#### [Your instructions]
The records should be restated exactly from their first line through the line with "use crate::sensors::network::SysinfoTraffic;" in it.

[Material for the task — start]

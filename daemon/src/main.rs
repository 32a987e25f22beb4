mod config;
mod desktop;
mod device;
mod logging;
mod media;
mod paths;
mod presence;
mod sensors;
mod status;
mod watcher;

use anyhow::{Context, Result};

use crate::desktop::SystemDesktop;
use crate::device::HttpDevice;
use crate::media::{MediaTracker, SystemMedia};
use crate::presence::{GameAllowList, PresenceClassifier};
use crate::sensors::network::SysinfoTraffic;
use crate::sensors::SensorAggregator;
use crate::watcher::{Watcher, WatcherSettings};

#[tokio::main]
async fn main() -> Result<()> {
    // ── App data directory ────────────────────────────────────────────────────
    let app_dir = paths::app_data_dir()?;
    std::fs::create_dir_all(&app_dir)
        .with_context(|| format!("Failed to create app data directory {}", app_dir.display()))?;

    // ── Configuration ─────────────────────────────────────────────────────────
    let config_path = paths::config_file_path(&app_dir);
    let (config, config_error) = match config::load_or_default(&config_path) {
        Ok(config) => (config, None),
        Err(e) => (config::Config::default(), Some(e)),
    };

    // ── Logging ───────────────────────────────────────────────────────────────
    let log_path = paths::log_file_path(&app_dir);
    logging::init(&config.logging, &log_path)?;
    if let Some(e) = config_error {
        log::error!("Config error (using defaults): {e:#}");
    }

    log::info!("{}", "=".repeat(50));
    log::info!(
        "Session started at {}",
        chrono::Local::now().format("%Y-%m-%d %H:%M:%S")
    );
    log::info!(
        "pc-watcher v{} started - target: {}",
        env!("CARGO_PKG_VERSION"),
        config.device.url
    );

    // ── Presence ──────────────────────────────────────────────────────────────
    let games_path = config.presence.games_path(&app_dir);
    log::info!("Games file: {}", games_path.display());
    log::info!("Log file: {}", log_path.display());
    let presence = PresenceClassifier::new(
        GameAllowList::load(&games_path),
        Box::new(SystemDesktop::new()),
        config.presence.fullscreen_detection,
    );

    // ── Sensors ───────────────────────────────────────────────────────────────
    let priority = config.sensors.effective_priority();
    let sources = sensors::detect_sources(&priority);
    let aggregator = SensorAggregator::new(sources, priority, Box::new(SysinfoTraffic::new()));

    // ── Device ────────────────────────────────────────────────────────────────
    let device = HttpDevice::new(&config.device.url, config.device.timeout())
        .context("Failed to build HTTP client")?;

    let mut watcher = Watcher::new(
        presence,
        MediaTracker::new(SystemMedia),
        aggregator,
        device,
        WatcherSettings {
            fast_interval: config.polling.fast_interval(),
            slow_interval: config.polling.slow_interval(),
            status_path: Some(paths::status_file_path(&app_dir)),
        },
    );

    // ── Poll loop ─────────────────────────────────────────────────────────────
    tokio::select! {
        _ = watcher.run() => {}
        result = tokio::signal::ctrl_c() => {
            if let Err(e) = result {
                log::error!("Failed to listen for Ctrl+C: {e}");
            }
        }
    }

    watcher.shutdown();
    Ok(())
}
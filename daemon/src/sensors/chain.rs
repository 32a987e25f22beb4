use tokio::time::Instant;

use super::network::{ThroughputMeter, TrafficCounter};
use super::{Reading, SensorBackend, SensorCategory, SensorSource};
use self::Reduce::{First, Max, Mean};
use super::SensorBackend::{Builtin, HardwareMonitor, Nvml, Registry, ThermalZone};

/// One full hardware reading, built fresh every slow tick and pushed immediately.
#[derive(Debug, Clone, Default, PartialEq)]
pub struct MetricsSnapshot {
    pub cpu_temp: i32,
    pub cpu_usage: i32,
    /// GHz, one decimal.
    pub cpu_clock: f64,
    pub ram_used: i32,
    pub ram_total: i32,
    pub gpu_temp: i32,
    pub gpu_usage: i32,
    /// Mbps, one decimal.
    pub net_down: f64,
    /// Mbps, one decimal.
    pub net_up: f64,
}

/// A logical metric resolved through its own fallback chain.
#[derive(Debug, Clone, Copy, PartialEq, Eq)]
pub enum Metric {
    CpuTemp,
    CpuLoad,
    CpuClock,
    GpuTemp,
    GpuLoad,
    RamUsed,
    RamTotal,
}

/// How multiple matching readings from one step collapse into one value.
#[derive(Debug, Clone, Copy, PartialEq, Eq)]
pub enum Reduce {
    First,
    Mean,
    Max,
}

#[derive(Debug, Clone, Copy)]
pub struct ChainStep {
    pub backend: SensorBackend,
    pub fragments: &'static [&'static str],
    pub reduce: Reduce,
}

const fn step(
    backend: SensorBackend,
    fragments: &'static [&'static str],
    reduce: Reduce,
) -> ChainStep {
    ChainStep { backend, fragments, reduce }
}

const CPU_TEMP_STEPS: &[ChainStep] = &[
    step(HardwareMonitor, &["cpu package"], First),
    step(HardwareMonitor, &["core max"], First),
    step(Registry, &["cpu", "temp"], First),
    step(Registry, &["package", "temp"], First),
    step(Registry, &["core", "temp"], First),
    step(ThermalZone, &[], Max),
    step(Builtin, &["package"], First),
    step(Builtin, &["core"], Max),
    step(Builtin, &["tctl"], First),
];

const CPU_LOAD_STEPS: &[ChainStep] = &[
    step(HardwareMonitor, &["cpu total"], First),
    step(Registry, &["cpu", "usage"], First),
    step(Builtin, &["cpu total"], First),
];

const CPU_CLOCK_STEPS: &[ChainStep] = &[
    step(HardwareMonitor, &["cpu core"], Mean),
    step(Registry, &["core", "clock"], Mean),
    step(Builtin, &["cpu core"], Mean),
];

const GPU_TEMP_STEPS: &[ChainStep] = &[
    step(HardwareMonitor, &["gpu core"], First),
    step(Nvml, &["gpu"], First),
];

const GPU_LOAD_STEPS: &[ChainStep] = &[
    step(HardwareMonitor, &["gpu core"], First),
    step(Nvml, &["gpu"], First),
];

const RAM_USED_STEPS: &[ChainStep] = &[
    step(HardwareMonitor, &["memory used"], First),
    step(Builtin, &["memory used"], First),
];

const RAM_TOTAL_STEPS: &[ChainStep] = &[step(Builtin, &["memory total"], First)];

impl Metric {
    pub fn category(self) -> SensorCategory {
        match self {
            Metric::CpuTemp | Metric::GpuTemp => SensorCategory::Temperature,
            Metric::CpuLoad | Metric::GpuLoad => SensorCategory::Load,
            Metric::CpuClock => SensorCategory::Clock,
            Metric::RamUsed | Metric::RamTotal => SensorCategory::Data,
        }
    }

    /// Canonical step order before the configured backend priority is applied.
    pub fn steps(self) -> &'static [ChainStep] {
        match self {
            Metric::CpuTemp => CPU_TEMP_STEPS,
            Metric::CpuLoad => CPU_LOAD_STEPS,
            Metric::CpuClock => CPU_CLOCK_STEPS,
            Metric::GpuTemp => GPU_TEMP_STEPS,
            Metric::GpuLoad => GPU_LOAD_STEPS,
            Metric::RamUsed => RAM_USED_STEPS,
            Metric::RamTotal => RAM_TOTAL_STEPS,
        }
    }

    /// Inclusive upper bound of a plausible reading. Zero and below never count.
    fn plausible_max(self) -> f64 {
        match self.category() {
            SensorCategory::Temperature => 150.0,
            SensorCategory::Load => 100.0,
            SensorCategory::Clock => 10_000.0,
            SensorCategory::Data => 4096.0,
        }
    }

    pub fn classify(self, value: f64) -> Reading {
        if value.is_finite() && value > 0.0 && value <= self.plausible_max() {
            Reading::Value(value)
        } else {
            Reading::Invalid(value)
        }
    }
}

/// Owns every sensor source and resolves each [`Metric`] to the first plausible
/// reading along its chain.
pub struct SensorAggregator {
    sources: Vec<Box<dyn SensorSource>>,
    priority: Vec<SensorBackend>,
    traffic: Box<dyn TrafficCounter>,
    throughput: ThroughputMeter,
}

impl SensorAggregator {
    pub fn new(
        sources: Vec<Box<dyn SensorSource>>,
        priority: Vec<SensorBackend>,
        traffic: Box<dyn TrafficCounter>,
    ) -> Self {
        Self {
            sources,
            priority,
            traffic,
            throughput: ThroughputMeter::default(),
        }
    }

    /// The metric's steps, stably re-ordered by backend priority. Backends
    /// missing from the priority list are dropped.
    pub fn chain(&self, metric: Metric) -> Vec<ChainStep> {
        let mut steps: Vec<(usize, ChainStep)> = metric
            .steps()
            .iter()
            .filter_map(|s| {
                self.priority
                    .iter()
                    .position(|b| *b == s.backend)
                    .map(|rank| (rank, *s))
            })
            .collect();
        steps.sort_by_key(|(rank, _)| *rank);
        steps.into_iter().map(|(_, s)| s).collect()
    }

    /// Runs a single chain step.
    pub fn run_step(&mut self, metric: Metric, step: &ChainStep) -> Reading {
        let Some(source) = self
            .sources
            .iter_mut()
            .find(|s| s.backend() == step.backend)
        else {
            return Reading::Unavailable;
        };
        if !source.is_available() {
            return Reading::Unavailable;
        }

        let values = match source.query(metric.category(), step.fragments) {
            Ok(values) => values,
            Err(e) => {
                log::debug!("{metric:?}: {e}");
                return Reading::Unavailable;
            }
        };
        // Each value is checked on its own so one stuck sensor cannot hide the rest.
        let (plausible, rejected): (Vec<f64>, Vec<f64>) = values
            .into_iter()
            .partition(|v| matches!(metric.classify(*v), Reading::Value(_)));
        match (reduce(&plausible, step.reduce), rejected.first()) {
            (Some(value), _) => Reading::Value(value),
            (None, Some(bad)) => Reading::Invalid(*bad),
            (None, None) => Reading::Unavailable,
        }
    }

    /// First plausible reading along the chain, or `None` if it is exhausted.
    pub fn resolve(&mut self, metric: Metric) -> Option<f64> {
        for step in self.chain(metric) {
            match self.run_step(metric, &step) {
                Reading::Value(v) => return Some(v),
                Reading::Invalid(v) => {
                    log::debug!("{metric:?}: {:?} returned implausible {v}", step.backend)
                }
                Reading::Unavailable => {}
            }
        }
        None
    }

    /// Collects every metric. Missing metrics default to zero; this never fails.
    pub fn snapshot(&mut self, now: Instant) -> MetricsSnapshot {
        let (net_down, net_up) = match self.traffic.totals() {
            Some((received, sent)) => self.throughput.sample(received, sent, now),
            None => (0.0, 0.0),
        };
        let clock_mhz = self.resolve(Metric::CpuClock).unwrap_or(0.0);

        MetricsSnapshot {
            cpu_temp: self.resolve_int(Metric::CpuTemp),
            cpu_usage: self.resolve_int(Metric::CpuLoad),
            cpu_clock: round1(clock_mhz / 1000.0),
            ram_used: self.resolve_int(Metric::RamUsed),
            ram_total: self.resolve_int(Metric::RamTotal),
            gpu_temp: self.resolve_int(Metric::GpuTemp),
            gpu_usage: self.resolve_int(Metric::GpuLoad),
            net_down,
            net_up,
        }
    }

    fn resolve_int(&mut self, metric: Metric) -> i32 {
        self.resolve(metric).map(|v| v as i32).unwrap_or(0)
    }
}

fn reduce(values: &[f64], how: Reduce) -> Option<f64> {
    if values.is_empty() {
        return None;
    }
    match how {
        Reduce::First => values.first().copied(),
        Reduce::Mean => Some(values.iter().sum::<f64>() / values.len() as f64),
        Reduce::Max => values.iter().copied().reduce(f64::max),
    }
}

pub fn round1(value: f64) -> f64 {
    (value * 10.0).round() / 10.0
}
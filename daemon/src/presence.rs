use std::collections::HashSet;
use std::path::Path;

use crate::desktop::{DesktopView, Rect};

/// Pixels a borderless window may fall short of the screen and still count as fullscreen.
const FULLSCREEN_TOLERANCE_PX: i32 = 2;

/// Lowercase executable names of known games. Loaded once at startup; there is
/// no hot reload.
#[derive(Debug, Default, Clone)]
pub struct GameAllowList {
    entries: HashSet<String>,
}

impl GameAllowList {
    /// One executable name per line. Blank lines and lines starting with `#`
    /// are ignored; entries are lower-cased.
    pub fn parse(content: &str) -> Self {
        let entries = content
            .lines()
            .map(str::trim)
            .filter(|line| !line.is_empty() && !line.starts_with('#'))
            .map(str::to_lowercase)
            .collect();
        Self { entries }
    }

    /// Reads the allow-list file. A missing or unreadable file yields an empty
    /// list; presence then relies on the fullscreen heuristic alone.
    pub fn load(path: &Path) -> Self {
        match std::fs::read_to_string(path) {
            Ok(content) => {
                let list = Self::parse(&content);
                log::info!("Loaded {} games from {}", list.len(), path.display());
                list
            }
            Err(e) if e.kind() == std::io::ErrorKind::NotFound => {
                log::warn!("Games list not found at {}", path.display());
                Self::default()
            }
            Err(e) => {
                log::warn!("Failed to read games list {}: {e}", path.display());
                Self::default()
            }
        }
    }

    pub fn len(&self) -> usize {
        self.entries.len()
    }

    pub fn is_empty(&self) -> bool {
        self.entries.is_empty()
    }

    /// Bidirectional substring match: an entry contained in the executable name
    /// or the executable name contained in an entry, so "eldenring" matches
    /// "eldenring.exe".
    pub fn matches(&self, exe_name: &str) -> bool {
        let exe = exe_name.to_lowercase();
        if exe.is_empty() {
            return false;
        }
        self.entries
            .iter()
            .any(|game| exe.contains(game.as_str()) || game.contains(exe.as_str()))
    }
}

/// Whether `window` covers a screen of `screen_width` × `screen_height`.
///
/// Either the window is at least as large as the screen, or it sits at the
/// origin and is within [`FULLSCREEN_TOLERANCE_PX`] of the screen size.
pub fn is_fullscreen(window: &Rect, screen_width: i32, screen_height: i32) -> bool {
    let width = window.width();
    let height = window.height();

    if width >= screen_width && height >= screen_height {
        return true;
    }
    window.left <= 0
        && window.top <= 0
        && width >= screen_width - FULLSCREEN_TOLERANCE_PX
        && height >= screen_height - FULLSCREEN_TOLERANCE_PX
}

/// Decides whether the user is gaming, from the foreground window alone.
pub struct PresenceClassifier {
    games: GameAllowList,
    desktop: Box<dyn DesktopView>,
    fullscreen_detection: bool,
}

impl PresenceClassifier {
    pub fn new(games: GameAllowList, desktop: Box<dyn DesktopView>, fullscreen_detection: bool) -> Self {
        Self {
            games,
            desktop,
            fullscreen_detection,
        }
    }

    /// Allow-list match OR fullscreen. No foreground window, or no desktop API
    /// at all, is simply "not gaming".
    pub fn evaluate(&mut self) -> bool {
        let Some(window) = self.desktop.foreground() else {
            return false;
        };

        if let Some(exe) = window.exe_name.as_deref() {
            if self.games.matches(exe) {
                return true;
            }
        }

        if !self.fullscreen_detection {
            return false;
        }
        match (window.rect, self.desktop.screen_size()) {
            (Some(rect), Some((width, height))) => is_fullscreen(&rect, width, height),
            _ => false,
        }
    }
}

[Material for the task — finish]

#### [Result for this task]
filename daemon/src/main.rs
repository 32a987e25f22beb4
mod config;
mod desktop;
mod device;
mod logging;
mod media;
mod paths;
mod presence;
mod sensors;
mod status;
mod watcher;

use anyhow::{Context, Result};

use crate::desktop::SystemDesktop;
use crate::device::HttpDevice;
use crate::media::{MediaTracker, SystemMedia};
use crate::presence::{GameAllowList, PresenceClassifier};
use crate::sensors::network::SysinfoTraffic;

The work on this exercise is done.